Let's assume that I've set everything up correctly. I have a model App.User and I have a controller App.UsersIndexUserController.


GOOD GOOD GOOD GOOD GOOD

The following view template ...

<script type="text/x-handlebars" data-template-name="users_index_template">
  {{#each user in users}}
    {{log user}}
    {{#linkTo users.user user}}{{user.name}}{{/linkTo}}
  {{/each}}
</script>

... this outputs the following in browser's console.log ...

<App.User:ember258> { created_at="2013-03-05T01:51:15Z", id=76 ... etc ... }

BAD BAD BAD BAD BAD

However, when using itemController directive in my template, like so ...

<script type="text/x-handlebars" data-template-name="users_index_template">
  {{#each user in users itemController="usersIndexUser"}}
    {{log user}}
    {{#linkTo users.user user}}{{user.name}}{{/linkTo}}
  {{/each}}
</script>

... this outputs the following in browser's console.log ...

<App.UsersIndexUserController:ember253> { target=<Ember.ArrayController:ember245> ... etc ... }

I'm expecting {{log user}} to return an instance of App.User for both cases. But as you can see above, it returns an instance of App.UsersIndexUserController when using itemController directive, and returns and instance of App.User when not using itemController directive.

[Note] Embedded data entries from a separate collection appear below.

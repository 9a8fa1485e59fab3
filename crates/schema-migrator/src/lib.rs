//! Schema-Migrator: re-run-safe SQL migrations for Supabase-like databases
//!
//! Migration files are split into statements, executed in filename order
//! against a remote SQL endpoint, and every failure is classified as either
//! already-applied (ignorable) or fatal for its file.
//!
//! ## Key Components
//!
//! - `split_statements`: quote, dollar-quote and comment aware splitter
//! - `ErrorClassifier`: pluggable ignorable-error vocabulary
//! - `DatabaseApi`: port over the management API (`SupabaseClient`)
//! - `MigrationExecutor`: per-file execution, reporting and secret sync

pub mod classifier;
pub mod database;
mod error;
pub mod executor;
pub mod fakes;
pub mod sql;
pub mod supabase;

pub use classifier::{ClassificationRule, ErrorClass, ErrorClassifier, POSTGRES_DUPLICATE_STATES};
pub use database::DatabaseApi;
pub use error::MigrationError;
pub use executor::{
    select_migrations, FailedMigration, MigrationExecutor, MigrationFile, MigrationReport,
    SecretSyncReport, MIGRATIONS_DIR,
};
pub use sql::{is_comment_only, split_statements};
pub use supabase::{parse_error_body, SupabaseClient, SupabaseConfig};

/// Result type for schema-migrator operations
pub type Result<T> = std::result::Result<T, MigrationError>;
//! Error types for schema-migrator

use thiserror::Error;

/// Errors that can occur while migrating a database
#[derive(Error, Debug)]
pub enum MigrationError {
    /// The database rejected a statement
    #[error("query failed ({status}): {message}")]
    Query {
        status: u16,
        message: String,
        /// SQLSTATE, when the backend reported one
        code: Option<String>,
    },

    /// The management token was rejected
    #[error("database credentials rejected ({status}): {body}")]
    Unauthorized { status: u16, body: String },

    /// Any other non-2xx response from the management API
    #[error("management API {operation} failed ({status}): {body}")]
    RemoteApi {
        operation: String,
        status: u16,
        body: String,
    },

    /// Invalid rule or input
    #[error("Validation failed: {0}")]
    Validation(String),

    /// Network or client-side HTTP failure
    #[error("Transport error: {0}")]
    Transport(String),
}

impl MigrationError {
    /// HTTP status reported on the phase result.
    pub fn http_status(&self) -> u16 {
        match self {
            MigrationError::Query { .. } => 500,
            MigrationError::Unauthorized { status, .. } => *status,
            MigrationError::RemoteApi { status, .. } if *status >= 400 => *status,
            MigrationError::RemoteApi { .. } => 502,
            MigrationError::Validation(_) => 400,
            MigrationError::Transport(_) => 502,
        }
    }

    /// Text used for ignorable/fatal classification.
    pub fn message(&self) -> String {
        match self {
            MigrationError::Query { message, .. } => message.clone(),
            other => other.to_string(),
        }
    }

    pub fn sql_state(&self) -> Option<&str> {
        match self {
            MigrationError::Query { code, .. } => code.as_deref(),
            _ => None,
        }
    }
}

impl From<reqwest::Error> for MigrationError {
    fn from(err: reqwest::Error) -> Self {
        MigrationError::Transport(err.to_string())
    }
}

#[cfg(test)]
mod tests {
    use super::*;

    #[test]
    fn test_query_error_exposes_code_and_message() {
        let err = MigrationError::Query {
            status: 400,
            message: "relation \"t\" already exists".to_string(),
            code: Some("42P07".to_string()),
        };
        assert_eq!(err.sql_state(), Some("42P07"));
        assert_eq!(err.message(), "relation \"t\" already exists");
        assert_eq!(err.http_status(), 500);
    }

    #[test]
    fn test_unauthorized_keeps_status() {
        let err = MigrationError::Unauthorized {
            status: 403,
            body: "forbidden".to_string(),
        };
        assert_eq!(err.http_status(), 403);
    }
}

Should my App.UsersIndexUserController explicitly return some object such that in both cases above, {{log user}} will return App.User?

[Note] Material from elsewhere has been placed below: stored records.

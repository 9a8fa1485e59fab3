//! Per-request construction of the remote ports
//!
//! Credentials arrive with each request, so clients are built per request by
//! a [`BackendProvider`] rather than once at startup.

use std::sync::Arc;

use deploy_driver::{CoolifyClient, CoolifyConfig, DeployPlatform};
use repo_publisher::{GitHubClient, GitHubConfig, SourceHost};
use schema_migrator::{DatabaseApi, SupabaseClient, SupabaseConfig};

use crate::config::LiberatorConfig;
use crate::request::{CoolifyCredentials, GitHubCredentials, SupabaseCredentials};
use crate::Result;

pub trait BackendProvider: Send + Sync {
    fn source_host(&self, creds: &GitHubCredentials) -> Result<Arc<dyn SourceHost>>;

    fn database(&self, creds: &SupabaseCredentials) -> Result<Arc<dyn DatabaseApi>>;

    fn deploy_platform(&self, creds: &CoolifyCredentials) -> Result<Arc<dyn DeployPlatform>>;
}

/// Builds the real HTTP clients.
#[derive(Debug, Clone)]
pub struct HttpBackendProvider {
    config: LiberatorConfig,
}

impl HttpBackendProvider {
    pub fn new(config: LiberatorConfig) -> Self {
        HttpBackendProvider { config }
    }
}

impl BackendProvider for HttpBackendProvider {
    fn source_host(&self, creds: &GitHubCredentials) -> Result<Arc<dyn SourceHost>> {
        let api_url = creds
            .api_url
            .as_deref()
            .unwrap_or(&self.config.github_api_url);
        let config = GitHubConfig::new(&creds.token)
            .with_api_url(api_url)
            .with_user_agent(&self.config.user_agent);
        Ok(Arc::new(GitHubClient::new(config)?))
    }

    fn database(&self, creds: &SupabaseCredentials) -> Result<Arc<dyn DatabaseApi>> {
        let api_url = creds
            .api_url
            .as_deref()
            .unwrap_or(&self.config.supabase_api_url);
        let mut config = SupabaseConfig::new(&creds.project_ref, &creds.access_token)
            .with_api_url(api_url)
            .with_user_agent(&self.config.user_agent);
        if let (Some(url), Some(key)) = (&creds.project_url, &creds.service_role_key) {
            config = config.with_service_role(url, key);
        }
        Ok(Arc::new(SupabaseClient::new(config)?))
    }

    fn deploy_platform(&self, creds: &CoolifyCredentials) -> Result<Arc<dyn DeployPlatform>> {
        let config =
            CoolifyConfig::new(&creds.base_url, &creds.token).with_user_agent(&self.config.user_agent);
        Ok(Arc::new(CoolifyClient::new(config)?))
    }
}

App.UsersIndexUserController = Ember.ObjectController.extend({
});

I'm using Ember.js v1.0.0-rc1

// Version: v1.0.0-rc.1
// Last commit: 8b061b4 (2013-02-15 12:10:22 -0800)
1

1 Answers

5
votes

I think this behaviour is right. In the second case you are explicitly telling ember to wrap each of your user objects in a proxy (UsersIndexUserController). Therefore the logging of the variable user yields an instance of this proxy. From a debugging perpspective, i absolutely agree with the behaviour of the log helper. It may not be intuitive at first, but would this be not the case, you would not see the real object you are working on there. Imagine your itemController would define a computed property also called name. In this case {{user.name}} would access the property on the controller instead of the model. This could likely be an error and with this behaviour of the helper, you can spot the error much easier.